The first record is the header record, which usually provides information on the name
of the file, the source of the file, and the destination of the file. The second record in
the illustration is an optional submitter record that includes information regarding who
created the GEDCOM file. Following the submitter record are three individual records
containing information about three separate individuals. Next is a family record that
gives details pertaining to which individuals are in the family, and the husband and
wife's marriage date and place. An essential component is the very last line, which is
known as the "trailer" record. It indicates the end of the file.
Each line in a GEDCOM file begins with a level number. Lines that begin with 0 are the
start of new records. Immediately following the level number on each line is a word known
as a GEDCOM tag. Level 0 lines are the only exception to this. If a record number is
associated with the record, it will precede the tag on that line. Each tag indicates what
kind of data follows.
A line of information corresponds to the closest line above it with the next smaller
level number. For example, if a line begins with a level number of 4, it pertains to the
closest line above it that begins with a 3. To illustrate this, suppose that you saw the
following in a GEDCOM file:
1 BIRTH
2 DATE 21 Mar 1953
2 PLAC Salt Lake City, Salt Lake, Utah
3 SOUR Personal knowledge
Both the DATE and PLAC tags are prefaced with a level number of 2. They both refer to
the line that begins with the tag BIRTH because its level number is 1 and it is the
closest line to the DATE and PLAC lines. You've guessed it! The date and place refer to
the birth. The level 3 source tag refers to the place of birth.

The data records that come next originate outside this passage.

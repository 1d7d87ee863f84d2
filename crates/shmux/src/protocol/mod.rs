//! Wire codec for the control connection.
//!
//! Every frame starts with an 8-byte big-endian header:
//!
//! ```text
//! length:u32 | magic:u16 | version:u8 | msg_type:u8
//! ```
//!
//! `length` counts the whole frame, header included. Stream-scoped events
//! (`FallbackData`, `StreamClose`) extend the header with two `u32` fields,
//! the stream id and the sender's send-queue watermark, giving the 16-byte
//! [`StreamEvent`] layout. Fallback payload bytes follow the stream event.
//!
//! Decoding is split in two steps: [`Header::decode`] only parses, and
//! [`check_event_valid`] must accept the header before any payload is
//! interpreted.

mod payload;

pub use payload::{RestartEvent, ShareMemoryPaths};

use std::io::Cursor;

use binrw::{BinRead, BinWrite};
use bytes::{Bytes, BytesMut};

use crate::{Error, Result};

/// Size of the frame header in bytes.
pub const HEADER_SIZE: usize = 8;

/// Size of a stream-scoped event (header + stream id + watermark).
pub const STREAM_EVENT_SIZE: usize = 16;

/// Magic number carried by every frame.
pub const MAGIC_NUMBER: u16 = 0x1234;

/// Protocol version spoken by this implementation.
pub const PROTOCOL_VERSION: u8 = 2;

/// Oldest protocol version accepted from a peer.
pub const MIN_PROTOCOL_VERSION: u8 = 1;

/// Upper bound for a single frame (16MB).
pub const MAX_FRAME_SIZE: u32 = 16 * 1024 * 1024;

/// Largest fallback payload that fits in one frame.
pub const MAX_FALLBACK_PAYLOAD: usize = MAX_FRAME_SIZE as usize - STREAM_EVENT_SIZE;

/// Message types exchanged over the control connection.
#[derive(Debug, Clone, Copy, PartialEq, Eq, Hash)]
#[repr(u8)]
pub enum EventType {
    /// Client announces the queue file and segment path prefix
    ShareMemoryByFilePath = 0,
    /// Producer published descriptors on the shared queue
    Polling = 1,
    /// Stream closed by the sender
    StreamClose = 2,
    /// Payload bytes carried in-band
    FallbackData = 3,
    /// Protocol version negotiation
    ExchangeProtoVersion = 4,
    /// Server mapped the announced shared memory
    AckShareMemory = 5,
    /// Sender is about to hand its session to a successor
    HotRestart = 6,
    /// Receiver stopped allocating and acknowledges the restart
    HotRestartAck = 7,
    /// Successor took over the session
    HotRestartDone = 8,
}

impl TryFrom<u8> for EventType {
    type Error = Error;

    fn try_from(value: u8) -> Result<Self> {
        Ok(match value {
            0 => Self::ShareMemoryByFilePath,
            1 => Self::Polling,
            2 => Self::StreamClose,
            3 => Self::FallbackData,
            4 => Self::ExchangeProtoVersion,
            5 => Self::AckShareMemory,
            6 => Self::HotRestart,
            7 => Self::HotRestartAck,
            8 => Self::HotRestartDone,
            _ => return Err(Error::InvalidProtocolHeader),
        })
    }
}

/// Fixed 8-byte frame header.
#[derive(Debug, Clone, Copy, PartialEq, Eq, BinRead, BinWrite)]
#[brw(big)]
pub struct Header {
    /// Total frame length in bytes, header included
    pub length: u32,
    /// Magic number, [`MAGIC_NUMBER`] for valid frames
    pub magic: u16,
    /// Protocol version of the sender
    pub version: u8,
    /// Raw message type; validated by [`check_event_valid`]
    pub msg_type: u8,
}

impl Header {
    /// Build a header with the local magic number.
    pub const fn new(length: u32, version: u8, msg_type: EventType) -> Self {
        Self {
            length,
            magic: MAGIC_NUMBER,
            version,
            msg_type: msg_type as u8,
        }
    }

    /// Parse a header from the first [`HEADER_SIZE`] bytes of `bytes`.
    ///
    /// No validation beyond the size is performed.
    pub fn decode(bytes: &[u8]) -> Result<Self> {
        if bytes.len() < HEADER_SIZE {
            return Err(Error::InvalidProtocolHeader);
        }
        Self::read(&mut Cursor::new(&bytes[..HEADER_SIZE]))
            .map_err(|_| Error::InvalidProtocolHeader)
    }

    /// Encode the header into its wire form.
    pub fn encode(&self) -> Result<[u8; HEADER_SIZE]> {
        write_fixed(self)
    }
}

/// Encode a header for a frame of `length` total bytes.
pub fn encode_header(length: u32, version: u8, msg_type: EventType) -> Result<[u8; HEADER_SIZE]> {
    Header::new(length, version, msg_type).encode()
}

/// Write a fixed-size big-endian struct into an `N`-byte array.
fn write_fixed<T, const N: usize>(value: &T) -> Result<[u8; N]>
where
    T: for<'a> BinWrite<Args<'a> = ()>,
{
    let mut out = [0u8; N];
    value
        .write_be(&mut Cursor::new(&mut out[..]))
        .map_err(|e| Error::Protocol(format!("failed to encode frame prefix: {e}")))?;
    Ok(out)
}

/// Validate a decoded header and resolve its message type.
///
/// Magic and version are checked first, so a frame that is wrong on both
/// counts reports [`Error::InvalidMagicOrVersion`].
pub fn check_event_valid(header: &Header) -> Result<EventType> {
    if header.magic != MAGIC_NUMBER
        || !(MIN_PROTOCOL_VERSION..=PROTOCOL_VERSION).contains(&header.version)
    {
        return Err(Error::InvalidMagicOrVersion);
    }
    let kind = EventType::try_from(header.msg_type)?;
    if (header.length as usize) < HEADER_SIZE || header.length > MAX_FRAME_SIZE {
        return Err(Error::InvalidProtocolHeader);
    }
    Ok(kind)
}

/// Stream-scoped event: `FallbackData` and `StreamClose` share this layout.
#[derive(Debug, Clone, Copy, PartialEq, Eq, BinRead, BinWrite)]
#[brw(big)]
pub struct StreamEvent {
    /// Frame header
    pub header: Header,
    /// Stream id (`seqA` on the wire)
    pub stream_id: u32,
    /// Low 32 bits of the sender's send-queue tail (`seqB` on the wire)
    pub watermark: u32,
}

impl StreamEvent {
    /// Encode into the 16-byte wire form.
    pub fn encode(&self) -> Result<[u8; STREAM_EVENT_SIZE]> {
        write_fixed(self)
    }

    /// Parse the 16-byte wire form.
    pub fn decode(bytes: &[u8]) -> Result<Self> {
        if bytes.len() < STREAM_EVENT_SIZE {
            return Err(Error::InvalidProtocolHeader);
        }
        Self::read(&mut Cursor::new(&bytes[..STREAM_EVENT_SIZE]))
            .map_err(|_| Error::InvalidProtocolHeader)
    }
}

/// Encode a `FallbackData` event prefix. `length` covers the payload that
/// follows.
pub fn encode_fallback_data(
    length: u32,
    version: u8,
    seq_a: u32,
    seq_b: u32,
) -> Result<[u8; STREAM_EVENT_SIZE]> {
    StreamEvent {
        header: Header::new(length, version, EventType::FallbackData),
        stream_id: seq_a,
        watermark: seq_b,
    }
    .encode()
}

/// A validated control-connection message.
#[derive(Debug, Clone, PartialEq, Eq)]
pub enum Event {
    /// Shared memory announcement from the client
    ShareMemoryByFilePath(ShareMemoryPaths),
    /// Descriptors are waiting on the shared queue
    Polling,
    /// The peer closed a stream
    StreamClose {
        /// Stream id
        stream_id: u32,
        /// Peer send-queue watermark
        watermark: u32,
    },
    /// In-band payload
    FallbackData {
        /// Stream id
        stream_id: u32,
        /// Peer send-queue watermark
        watermark: u32,
        /// Payload bytes
        data: Bytes,
    },
    /// Version offer; the header version is the offered version
    ExchangeProtoVersion {
        /// Offered version
        version: u8,
    },
    /// Shared memory mapped by the server
    AckShareMemory,
    /// Hot restart announced
    HotRestart(RestartEvent),
    /// Hot restart acknowledged
    HotRestartAck(RestartEvent),
    /// Hot restart completed by the successor
    HotRestartDone(RestartEvent),
}

impl Event {
    /// Message type of this event.
    pub const fn event_type(&self) -> EventType {
        match self {
            Self::ShareMemoryByFilePath(_) => EventType::ShareMemoryByFilePath,
            Self::Polling => EventType::Polling,
            Self::StreamClose { .. } => EventType::StreamClose,
            Self::FallbackData { .. } => EventType::FallbackData,
            Self::ExchangeProtoVersion { .. } => EventType::ExchangeProtoVersion,
            Self::AckShareMemory => EventType::AckShareMemory,
            Self::HotRestart(_) => EventType::HotRestart,
            Self::HotRestartAck(_) => EventType::HotRestartAck,
            Self::HotRestartDone(_) => EventType::HotRestartDone,
        }
    }

    /// Encode a complete frame.
    ///
    /// `ExchangeProtoVersion` is always sent with its own version in the
    /// header; other events use `version`.
    pub fn encode(&self, version: u8) -> Result<Vec<u8>> {
        let kind = self.event_type();
        match self {
            Self::Polling | Self::AckShareMemory => {
                Ok(encode_header(HEADER_SIZE as u32, version, kind)?.to_vec())
            }
            Self::ExchangeProtoVersion { version } => {
                Ok(encode_header(HEADER_SIZE as u32, *version, kind)?.to_vec())
            }
            Self::StreamClose {
                stream_id,
                watermark,
            } => Ok(StreamEvent {
                header: Header::new(STREAM_EVENT_SIZE as u32, version, kind),
                stream_id: *stream_id,
                watermark: *watermark,
            }
            .encode()?
            .to_vec()),
            Self::FallbackData {
                stream_id,
                watermark,
                data,
            } => {
                if data.len() > MAX_FALLBACK_PAYLOAD {
                    return Err(Error::Protocol(format!(
                        "fallback payload of {} bytes exceeds frame limit",
                        data.len()
                    )));
                }
                let length = (STREAM_EVENT_SIZE + data.len()) as u32;
                let mut out = Vec::with_capacity(length as usize);
                out.extend_from_slice(&encode_fallback_data(
                    length, version, *stream_id, *watermark,
                )?);
                out.extend_from_slice(data);
                Ok(out)
            }
            Self::ShareMemoryByFilePath(paths) => with_payload(version, kind, paths),
            Self::HotRestart(ev) | Self::HotRestartAck(ev) | Self::HotRestartDone(ev) => {
                with_payload(version, kind, ev)
            }
        }
    }

    /// Interpret a validated frame. `frame` holds the complete frame,
    /// header included.
    pub fn decode(header: &Header, kind: EventType, frame: Bytes) -> Result<Self> {
        let expect_len = |len: usize| {
            if frame.len() == len {
                Ok(())
            } else {
                Err(Error::Protocol(format!(
                    "{kind:?} frame must be {len} bytes, got {}",
                    frame.len()
                )))
            }
        };

        match kind {
            EventType::Polling => {
                expect_len(HEADER_SIZE)?;
                Ok(Self::Polling)
            }
            EventType::AckShareMemory => {
                expect_len(HEADER_SIZE)?;
                Ok(Self::AckShareMemory)
            }
            EventType::ExchangeProtoVersion => {
                expect_len(HEADER_SIZE)?;
                Ok(Self::ExchangeProtoVersion {
                    version: header.version,
                })
            }
            EventType::StreamClose => {
                expect_len(STREAM_EVENT_SIZE)?;
                let ev = StreamEvent::decode(&frame)?;
                Ok(Self::StreamClose {
                    stream_id: ev.stream_id,
                    watermark: ev.watermark,
                })
            }
            EventType::FallbackData => {
                if frame.len() < STREAM_EVENT_SIZE {
                    return Err(Error::Protocol(format!(
                        "fallback frame of {} bytes is shorter than its event",
                        frame.len()
                    )));
                }
                let ev = StreamEvent::decode(&frame)?;
                Ok(Self::FallbackData {
                    stream_id: ev.stream_id,
                    watermark: ev.watermark,
                    data: frame.slice(STREAM_EVENT_SIZE..),
                })
            }
            EventType::ShareMemoryByFilePath => {
                let paths = read_payload(&frame[HEADER_SIZE..])?;
                Ok(Self::ShareMemoryByFilePath(paths))
            }
            EventType::HotRestart => Ok(Self::HotRestart(read_payload(&frame[HEADER_SIZE..])?)),
            EventType::HotRestartAck => {
                Ok(Self::HotRestartAck(read_payload(&frame[HEADER_SIZE..])?))
            }
            EventType::HotRestartDone => {
                Ok(Self::HotRestartDone(read_payload(&frame[HEADER_SIZE..])?))
            }
        }
    }
}

fn with_payload<T>(version: u8, kind: EventType, payload: &T) -> Result<Vec<u8>>
where
    T: for<'a> BinWrite<Args<'a> = ()>,
{
    let mut cursor = Cursor::new(vec![0u8; HEADER_SIZE]);
    cursor.set_position(HEADER_SIZE as u64);
    payload
        .write_be(&mut cursor)
        .map_err(|e| Error::Protocol(format!("failed to encode {kind:?}: {e}")))?;
    let mut out = cursor.into_inner();
    let length = u32::try_from(out.len())
        .ok()
        .filter(|len| *len <= MAX_FRAME_SIZE)
        .ok_or_else(|| Error::Protocol(format!("{kind:?} frame exceeds size limit")))?;
    out[..HEADER_SIZE].copy_from_slice(&encode_header(length, version, kind)?);
    Ok(out)
}

fn read_payload<T>(bytes: &[u8]) -> Result<T>
where
    T: for<'a> BinRead<Args<'a> = ()>,
{
    let mut cursor = Cursor::new(bytes);
    let value = T::read_be(&mut cursor).map_err(|e| Error::Protocol(e.to_string()))?;
    if cursor.position() as usize != bytes.len() {
        return Err(Error::Protocol("trailing bytes after payload".to_string()));
    }
    Ok(value)
}

/// Try to split one complete, validated frame off the front of `buf`.
///
/// Returns `Ok(None)` until the whole frame has arrived. The header is
/// validated as soon as its 8 bytes are present, so garbage is rejected
/// without waiting for a bogus length to fill up.
pub fn parse_frame(buf: &mut BytesMut) -> Result<Option<Event>> {
    if buf.len() < HEADER_SIZE {
        return Ok(None);
    }
    let header = Header::decode(&buf[..HEADER_SIZE])?;
    let kind = check_event_valid(&header)?;
    let length = header.length as usize;
    if buf.len() < length {
        buf.reserve(length - buf.len());
        return Ok(None);
    }
    let frame = buf.split_to(length).freeze();
    Event::decode(&header, kind, frame).map(Some)
}

/// Peek at the total length of the frame at the front of `buf`, if its
/// header has arrived.
pub fn peek_frame_len(buf: &[u8]) -> Option<usize> {
    (buf.len() >= HEADER_SIZE).then(|| u32::from_be_bytes([buf[0], buf[1], buf[2], buf[3]]) as usize)
}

Another critical part of GEDCOM files are record numbers. A record number is always
enclosed within two "@" signs. If a record number indicates the number of the
current record, it will appear on the level 0 line immediately following the level number
as mentioned above.
If a record number refers to or "points" to another record, it will follow a
GEDCOM tag. The first individual record has a number of I1 and appears as "I1."
The last line of that record reads "1 FAMS @F1@." The FAMS tag means
"Family as a spouse." The line is interpreted to mean that the family who
includes this individual as a spouse has a number of F1. Look at the family record. Its
number is F1. If you look at the next line it reads "1 HUSB @I1@." I'm sure
you've caught on. It means that the husband (HUSB) of the family is the individual with
the record number of I1.
Look at the third individual, who has a record number of I3. The last line of the
record reads "1 FAMC @F1@." The tag FAMC means "Family as a child."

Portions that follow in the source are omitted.